Falcon is a lattice-based signature scheme that has been selected as a standard in NIST post-quantum cryptography standardization project. The trapdoor generation process of Falcon amounts to generating two polynomials, $f$ and $g$ , that satisfy certain conditions to achieve a quality parameter $\alpha$ as small as possible, because smaller $\alpha$ usually leads to higher security levels and shorter signatures. The original approach to generate NTRU trapdoors, proposed by Ducas, Lyubashevsky, and Prest (ASIACRYPT 2014), is based on trial-and-repeat, which generates $f$ and $g$ with small Gaussian coefficients and tests whether they satisfy the condition or not. If not, the process is repeated. In practice, $\alpha$ is chosen as 1.17 because it is the smallest value that keeps the number of repetitions relatively small. A recent work by Espitau et al. (ASIACRYPT 2023) proposed a new approach to generate NTRU trapdoors: instead of using trial-and-repeat, sample $f$ and $g$ in the Fourier domain that satisfies the targeted quality and map them back to ring elements. In principle, the idea of Fourier sampling applies to Falcon itself as well, but the sampling region in the Fourier domain for Falcon has a distinct, less elegant geometric shape, which makes sampling more challenging. In this paper, we adopt Markov Chain Monte Carlo (MCMC) methods for sampling. The core idea is to start from an arbitrary point within the target region and perform random walks until the point approximates a random sample from the desired distribution. Specifically, we use Gibbs sampler with Fourier sampling to generate Falcon trapdoors.

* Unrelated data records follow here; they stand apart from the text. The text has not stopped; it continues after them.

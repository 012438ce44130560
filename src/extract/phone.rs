use std::sync::LazyLock;

use regex::Regex;

static WS_RE: LazyLock<Regex> = LazyLock::new(|| Regex::new(r"\s+").unwrap());

/// Digit-sequence patterns, most specific first. A candidate may be matched by
/// several patterns; duplicates are dropped by normalized value, so the list
/// order decides candidate order, not the match span.
static PATTERNS: LazyLock<Vec<Regex>> = LazyLock::new(|| {
    // One digit with optional separators in front of it.
    let d = r"[\s\-().]*\d";
    [
        // +380XXXXXXXXX with arbitrary separators
        format!(r"\+\s?380{}", d.repeat(9)),
        // 380XXXXXXXXX without the +
        format!(r"\b380{}", d.repeat(9)),
        // 0XXXXXXXXX national format
        format!(r"\b0{}", d.repeat(9)),
        // any 10 digits with separators
        format!(r"\b\d{}", d.repeat(9)),
        // 10 contiguous digits
        r"\b\d{10}\b".to_string(),
        // 9 contiguous digits (leading zero possibly lost)
        r"\b\d{9}\b".to_string(),
    ]
    .iter()
    .map(|p| Regex::new(p).unwrap())
    .collect()
});

/// Normalize a raw match into a canonical phone string, or reject it.
///
/// Keeps digits plus at most one leading `+`, then applies format rules in
/// precedence order: 10 digits starting with 0 stay national, 12 digits
/// starting with 380 gain a `+`, 9 digits gain a leading 0, any other
/// 9-13-digit cleanup passes through unchanged.
pub fn normalize(raw: &str) -> Option<String> {
    let mut kept: String = raw
        .chars()
        .filter(|c| c.is_ascii_digit() || *c == '+')
        .collect();
    while kept.contains("++") {
        kept = kept.replace("++", "+");
    }
    // `+` is only meaningful as the very first character
    if kept.len() > 1 && kept[1..].contains('+') {
        let first = &kept[..1];
        let rest: String = kept[1..].chars().filter(|c| *c != '+').collect();
        kept = format!("{first}{rest}");
    }

    let core: String = kept.chars().filter(|c| c.is_ascii_digit()).collect();
    match core.len() {
        10 if core.starts_with('0') => Some(core),
        12 if core.starts_with("380") => Some(format!("+{core}")),
        9 => Some(format!("0{core}")),
        9..=13 => Some(kept),
        _ => None,
    }
}

/// False-positive check on the digit core: year-like 8-digit runs, runs of a
/// single repeated digit, and over-long document/ID numbers.
fn is_false_positive(core: &str) -> bool {
    if core.len() == 8 && (core.starts_with("19") || core.starts_with("20")) {
        return true;
    }
    let mut chars = core.chars();
    if let Some(first) = chars.next() {
        if chars.all(|c| c == first) {
            return true;
        }
    }
    core.len() > 13
}

/// All normalized phone candidates, deduplicated, in pattern-priority order.
pub fn find_all(text: &str) -> Vec<String> {
    let text = WS_RE.replace_all(text, " ");
    let mut found: Vec<String> = Vec::new();

    for re in PATTERNS.iter() {
        for m in re.find_iter(&text) {
            let Some(phone) = normalize(m.as_str()) else {
                continue;
            };
            if found.contains(&phone) {
                continue;
            }
            let core: String = phone.chars().filter(|c| c.is_ascii_digit()).collect();
            if is_false_positive(&core) {
                continue;
            }
            found.push(phone);
        }
    }

    found
}

/// Single best candidate: recognized national/international form first
/// (`+380...` or `0...`), otherwise the first candidate found.
pub fn best(text: &str) -> Option<String> {
    let phones = find_all(text);
    phones
        .iter()
        .find(|p| p.starts_with("+380") || p.starts_with('0'))
        .or_else(|| phones.first())
        .cloned()
}

// ── Tests ──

Our approach allows us to achieve (\alpha) values arbitrarily close to 1 efficiently, whereas the original trial-and-repeat method would require impractically many repetitions (far exceeding trillions) to reach even (\alpha = 1.04). In particular, Falcon-512 currently falls short of the NIST level one requirement of 128 bits, but our method effectively mitigates this gap. Furthermore, our approach eliminates the need for discrete Gaussian sampling, which is challenging to implement and secure. Instead, our method relies solely on uniform sampling over an interval, simplifying the implementation and improving efficiency.